OPINION

Bridges: Vaccination campaigns have been historically successful in Texas

KEN BRIDGES

“An ounce of prevention is worth a ton of cure,” is a popular English proverb.  It has also become an important idea in medicine, to avoid major health crises by preventing them.  As part of this, vaccinations have been part of health in the state for many years, with very successful results.

Bridges

One of the earliest examples of mandatory vaccinations dates to the American Revolution.  Smallpox had been a disease that had left millions dead and many others disabled or disfigured.  Up until World War I, most wartime deaths were from disease rather than battlefield injuries.  Gen. George Washington knew that the health of his troops could determine the success of entire campaigns.  In the winter of 1777, while his troops were in their winter encampment at Morristown, New Jersey, Washington ordered variolation for all troops who had not had smallpox before.  Variolation, the grinding up of smallpox scabs to be inhaled by patients to create immunity, began to be practiced in the American colonies in the 1720s. 

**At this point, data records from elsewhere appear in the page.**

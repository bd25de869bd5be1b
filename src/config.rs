//! Store configuration and config-file loading
//!
//! Configuration files are YAML (`.yaml`, `.yml`) or JSON (`.json`). Every
//! field is optional and falls back to [`StoreConfig::default`].

use std::path::Path;

use serde::{Deserialize, Serialize};
use thiserror::Error;

use crate::error::{StoreError, StoreResult};
use crate::schema::{Attribute, ELEMENT_SIZE};
use crate::shaders::{node_fragment_shader, node_vertex_shader};

/// Default canvas width in pixels
pub const DEFAULT_WIDTH: u32 = 800;

/// Default canvas height in pixels
pub const DEFAULT_HEIGHT: u32 = 600;

/// Default instance capacity
pub const DEFAULT_LIMIT: usize = 10_000;

/// Largest accepted instance capacity (instance counts are drawn as `u32`)
pub const MAX_LIMIT: usize = u32::MAX as usize;

/// Errors that can occur while loading a configuration file
#[derive(Error, Debug)]
pub enum ConfigError {
    /// The file extension is not a known config format
    #[error("unsupported config format: {0}")]
    UnsupportedFormat(String),

    /// An I/O error occurred
    #[error("I/O error: {0}")]
    Io(#[from] std::io::Error),

    /// The file could not be parsed
    #[error("parse error: {0}")]
    Parse(String),
}

/// Shader source text handed to the device for compilation
#[derive(Debug, Clone, PartialEq, Serialize, Deserialize)]
#[serde(default)]
pub struct ShaderSources {
    pub vertex: String,
    pub fragment: String,
}

impl Default for ShaderSources {
    fn default() -> Self {
        Self {
            vertex: node_vertex_shader(),
            fragment: node_fragment_shader(),
        }
    }
}

/// Construction parameters for an [`InstanceStore`](crate::store::InstanceStore)
#[derive(Debug, Clone, PartialEq, Serialize, Deserialize)]
#[serde(default)]
pub struct StoreConfig {
    /// Canvas width in pixels
    pub width: u32,
    /// Canvas height in pixels
    pub height: u32,
    /// Maximum number of node instances
    pub limit: usize,
    /// Node shaders
    pub shaders: ShaderSources,
}

impl Default for StoreConfig {
    fn default() -> Self {
        Self {
            width: DEFAULT_WIDTH,
            height: DEFAULT_HEIGHT,
            limit: DEFAULT_LIMIT,
            shaders: ShaderSources::default(),
        }
    }
}

impl StoreConfig {
    /// Default configuration with the given canvas size and limit
    pub fn new(width: u32, height: u32, limit: usize) -> Self {
        Self {
            width,
            height,
            limit,
            ..Self::default()
        }
    }

    /// Replace the shader sources
    pub fn with_shaders(mut self, vertex: impl Into<String>, fragment: impl Into<String>) -> Self {
        self.shaders = ShaderSources {
            vertex: vertex.into(),
            fragment: fragment.into(),
        };
        self
    }

    /// Load a configuration file, choosing the parser by extension
    pub fn load(path: &Path) -> Result<Self, ConfigError> {
        let ext = path
            .extension()
            .and_then(|e| e.to_str())
            .map(str::to_ascii_lowercase)
            .unwrap_or_default();
        let text = std::fs::read_to_string(path)?;

        match ext.as_str() {
            "yaml" | "yml" => {
                serde_yaml::from_str(&text).map_err(|e| ConfigError::Parse(e.to_string()))
            }
            "json" => serde_json::from_str(&text).map_err(|e| ConfigError::Parse(e.to_string())),
            _ => Err(ConfigError::UnsupportedFormat(path.display().to_string())),
        }
    }

    /// Check that every construction parameter is positive and that the
    /// per-instance buffers for `limit` nodes are addressable
    pub fn validate(&self) -> StoreResult<()> {
        if self.width == 0 || self.height == 0 {
            return Err(StoreError::InvalidConfig(format!(
                "canvas must be non-empty, got {}x{}",
                self.width, self.height
            )));
        }
        if self.limit == 0 {
            return Err(StoreError::InvalidConfig(
                "limit must be at least 1".to_string(),
            ));
        }
        if self.limit > MAX_LIMIT {
            return Err(StoreError::InvalidConfig(format!(
                "limit {} exceeds the maximum of {} instances",
                self.limit, MAX_LIMIT
            )));
        }
        for attribute in Attribute::INSTANCED {
            let descriptor = attribute.descriptor();
            let bytes = descriptor
                .backing_len(self.limit)
                .and_then(|len| len.checked_mul(ELEMENT_SIZE));
            if bytes.is_none() {
                return Err(StoreError::InvalidConfig(format!(
                    "{} buffer for limit {} does not fit in memory",
                    descriptor.name, self.limit
                )));
            }
        }
        Ok(())
    }
}
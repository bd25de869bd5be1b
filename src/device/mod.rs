//! Graphics device capability
//!
//! The [`InstanceStore`](crate::store::InstanceStore) talks to the GPU only
//! through the [`Device`] trait. Resources are referred to by opaque handles;
//! the device keeps the actual objects.
//!
//! Two implementations ship with the crate:
//!
//! - [`RecordingDevice`]: in-memory mirror of every buffer plus a call log
//! - `WgpuDevice` (feature `gpu`): headless wgpu rendering to a texture

mod recording;

pub use recording::{DeviceCall, RecordingDevice};

use thiserror::Error;

use crate::schema::AttributeDescriptor;

/// Errors reported by a graphics device
#[derive(Error, Debug, Clone, PartialEq)]
pub enum DeviceError {
    /// Shader program failed to compile or link
    #[error("program compilation failed: {0}")]
    ProgramCompilation(String),

    /// A GPU buffer could not be created
    #[error("buffer creation failed: {0}")]
    BufferCreation(String),

    /// No suitable GPU adapter was found
    #[error("no suitable GPU adapter available")]
    AdapterUnavailable,

    /// The adapter refused to create a device
    #[error("device request failed: {0}")]
    DeviceRequest(String),

    /// Rendered pixels could not be read back
    #[error("readback failed: {0}")]
    Readback(String),
}

/// Opaque handle to a compiled shader program
#[derive(Debug, Clone, Copy, PartialEq, Eq, Hash)]
pub struct ProgramHandle(pub(crate) u32);

/// Opaque handle to a GPU buffer
#[derive(Debug, Clone, Copy, PartialEq, Eq, Hash)]
pub struct BufferHandle(pub(crate) u32);

impl ProgramHandle {
    /// Raw id assigned by the device
    pub fn id(self) -> u32 {
        self.0
    }
}

impl BufferHandle {
    /// Raw id assigned by the device
    pub fn id(self) -> u32 {
        self.0
    }
}

/// Primitive topology for instanced draws
#[derive(Debug, Clone, Copy, PartialEq, Eq)]
pub enum Topology {
    TriangleStrip,
}

/// 3x3 matrix uniforms
#[derive(Debug, Clone, Copy, PartialEq, Eq)]
pub enum Mat3Uniform {
    /// Canvas pixels to clip space
    Projection,
}

/// 2-component vector uniforms
#[derive(Debug, Clone, Copy, PartialEq, Eq)]
pub enum Vec2Uniform {
    /// Pan/zoom scale
    Scale,
    /// Pan/zoom translation
    Translate,
    /// Viewport size in pixels
    Viewport,
}

/// The narrow graphics interface used by the instance store.
///
/// Calls follow the bind-then-configure model of classic vertex attribute
/// APIs: [`Device::set_attribute_pointer`] captures whatever buffer was last
/// passed to [`Device::bind_buffer`].
pub trait Device {
    /// Compile a program from vertex and fragment sources for the given attributes
    fn compile_program(
        &mut self,
        vertex_source: &str,
        fragment_source: &str,
        attributes: &[AttributeDescriptor],
    ) -> Result<ProgramHandle, DeviceError>;

    /// Create a GPU buffer initialized with `data`
    fn create_buffer(&mut self, data: &[f32]) -> Result<BufferHandle, DeviceError>;

    /// Overwrite part of a buffer, starting at `byte_offset`, with `data`
    fn update_buffer(&mut self, buffer: BufferHandle, byte_offset: usize, data: &[f32]);

    /// Make `program` current for uniforms and draws
    fn use_program(&mut self, program: ProgramHandle);

    /// Set a column-major 3x3 matrix uniform
    fn set_uniform_mat3(&mut self, program: ProgramHandle, uniform: Mat3Uniform, value: [f32; 9]);

    /// Set a vec2 uniform
    fn set_uniform_vec2(&mut self, program: ProgramHandle, uniform: Vec2Uniform, value: [f32; 2]);

    /// Enable the attribute at `index`
    fn enable_attribute(&mut self, index: u32);

    /// Bind `buffer` as the current vertex buffer
    fn bind_buffer(&mut self, buffer: BufferHandle);

    /// Point attribute `index` at the currently bound buffer
    fn set_attribute_pointer(
        &mut self,
        index: u32,
        component_count: usize,
        stride: usize,
        byte_offset: usize,
    );

    /// Set how often attribute `index` advances (0 = per vertex, 1 = per instance)
    fn set_attribute_divisor(&mut self, index: u32, divisor: u32);

    /// Draw `vertex_count` vertices, `instance_count` times
    fn draw_instanced(&mut self, topology: Topology, vertex_count: u32, instance_count: u32);
}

After the development of the first successful smallpox vaccine by Dr. Edward Jenner in 1796, the United States government began actively considering new measures to provide vaccines for the public and to preserve the health of the people.  In 1798, President John Adams signed a law that gave the government power to order quarantines in the wake of a yellow fever epidemic that left thousands dead across the country.  Medicine was still in a primitive state, and doctors were not entirely certain how the disease operated or spread, but the connection between quarantines of those infected and the prevention of the spread of disease was undeniable.  As doctors would later discover, the virus would die out because it had nowhere else to go.

            In 1830, the first mandatory smallpox vaccinations with the Jenner vaccine were ordered for children in San Antonio.  The effort was widely applauded, and Stephen F. Austin followed up these efforts by establishing public health boards in 1831 at San Felipe, Goliad, and Nacogdoches to help prevent future outbreaks. 

By the early 1920s, smallpox vaccinations were a state requirement for school attendance.  Though there were a handful of court cases attempting to challenge periodic quarantines and vaccine requirements, these were dismissed by courts in favor of the importance of preventing disease and saving lives.

By 1952, smallpox had been completely eradicated in the United States.  It was wiped out in Europe by 1953 and from South America by 1971.  As a result, in 1971, the Centers for Disease Control recommended ending mandatory smallpox vaccinations.  Some concern existed among some doctors that it was too soon to end the requirements, but only a handful of cases were still being reported in remote corners of the world.  Mandatory vaccinations ended in the US in 1972, and the last recorded case in the world occurred in 1978.  Smallpox was declared completely eradicated by 1979.  The distinctive round scars on the upper arms of those who received smallpox vaccines became an emblem of the end of a terrifying era of disease.

By the early 1950s, up to 50,000 children were still being infected by polio each year.  Parents would watch in horror as their children would become paralyzed in a matter of days from the disease or even die.  With the first public trials of the new polio vaccine developed by Dr. Jonas Salk, more than 2 million children across the country participated, lining up in schools to get their polio shots.  The first public trials in Texas were held in Nueces County, and the public response was overwhelmingly positive.

In 1955, with the vaccine a clear success, President Dwight D. Eisenhower, a native Texan, invited Salk to the White House and publicly thanked him for, in his words, “saving the children of America.”  Mandatory polio vaccines became the law in Texas afterward.  By 1961, polio had effectively disappeared in Texas.  Polio was declared completely eradicated in the United States by 1979.

The introduction of the measles vaccine in 1963 dramatically reduced the rates of the potentially fatal disease.  For example, a measles outbreak in Texarkana in 1970 and 1971 resulted in 639 infections among area children.  The epidemic, possibly deadly, raged for weeks.  Because of the vaccination campaign afterward, measles was unheard of in Texarkana children by the late 1970s and almost unknown in children statewide.   The combined measles, mumps, and rubella (German measles) vaccine became available by 1971 and quickly became the standard in medicine and was soon required for Texas students.  The result was that those three diseases were all but eliminated within a few years. 

In 2011, Texas legislators mandated meningitis vaccines for college students.  Even with a disease that was relatively rare compared to so many others, the health of Texans was still a priority.  The science of vaccines was beyond dispute.  The result of the vaccine mandates instituted over many years was a healthier population and families who did not have to grieve the loss of loved ones to preventable diseases.